What is more gentlemanly than the art of drinking. Wikipedia brilliantly classifies this as “Drinking Culture,” which I could not have said better myself. Below are six Wikipedia explained alcohol related things.
Sconcing is a tradition at University of Oxford of demanding that a person drink a tankard of ale or some other alcoholic beverage as a penalty for some breach of accepted etiquette. Originally the penalty would have been a simple monetary fine imposed for a more serious breach of discipline, and the word is known to have been used in this sense as early as 1617.
Highball: New York barman Patrick Duffy claimed to have invented the highball in 1895, and that the term ‘highball’ comes from the 19th century railroad practice of raising a ball on a pole to urge a passing train driver to speed up. Duffy used this term to describe his method of quickly mixing a drink by simply adding the ingredients to a tall glass over ice. To enable this speedy process, Duffy used one spirit, one mixer (ginger ale or soda) and either a simple garnish (such as a twist of lemon) or none at all.
Pimm’s Cup is a popular cocktail in southern England. It is based on Pimm’s No.1, a gin-based beverage flavored with fruits and spices invented in 1823 as a health drink.
Original recipe for the Pimm’s Cup cocktail. Over ice, pour:
* 1 part Pimm’s No.1
* 2 to 3 parts lemonade.
* Infuse with borage leaves, mint leaves, and slices of lemon, orange, strawberry, and apple.
Irish goodbye is a slang term with its origins in the Irish-American neighborhoods of New York City and Boston. The term refers to the practice of inconspicuously leaving a place where one has gathered with friends (usually for quite some time) [Ed. note — the bar.] without ever formally announcing that one is leaving. Note that an Irish goodbye requires a conscious decision by the person to leave without bidding adieu.

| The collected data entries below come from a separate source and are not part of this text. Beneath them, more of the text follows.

use thiserror::Error;

/// Runtime infrastructure errors.
///
/// Covers configuration building and logging setup; capability probe
/// failures are a view-level concern and carry their own error type.
#[derive(Error, Debug)]
pub enum Error {
    /// A setting failed validation or the logging system could not start.
    #[error("Configuration error: {0}")]
    Config(String),

    /// A required capability bridge was neither injected nor covered by a
    /// platform default.
    #[error("Capability missing: {capability} - {message}")]
    CapabilityMissing { capability: String, message: String },

    /// Invariant violation inside the runtime itself.
    #[error("Internal error: {0}")]
    Internal(String),
}

pub type Result<T> = std::result::Result<T, Error>;
//! Geolocation Implementation

use async_trait::async_trait;
use bridge_traits::{
    error::{BridgeError, Result},
    geolocation::{GeolocationService, Position},
};

/// Desktop geolocation service (unavailable).
///
/// Desktops carry no positioning hardware and this core does not call out to
/// IP-geolocation services, so every query fails with `NotAvailable`. The
/// view core tolerates the failure and leaves the location snapshot unset.
pub struct DesktopGeolocationService;

impl DesktopGeolocationService {
    /// Create a new geolocation service
    pub fn new() -> Self {
        Self
    }
}

impl Default for DesktopGeolocationService {
    fn default() -> Self {
        Self::new()
    }
}

#[async_trait]
impl GeolocationService for DesktopGeolocationService {
    async fn get_current_position(&self) -> Result<Position> {
        Err(BridgeError::NotAvailable(
            "no positioning source on this host".to_string(),
        ))
    }
}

Old Fashioned: Some claim the first use of the specific name “Old Fashioned” was for a Bourbon whiskey cocktail in the 1880s, at the Pendennis Club, a gentlemen’s club in Louisville, Kentucky. The recipe is said to have been invented by a bartender at that club, and popularized by a club member and bourbon distiller, Colonel James E. Pepper, who brought it to the Waldorf-Astoria Hotel bar in New York City. Others point out that the term was already in use before the Pendennis Club was founded.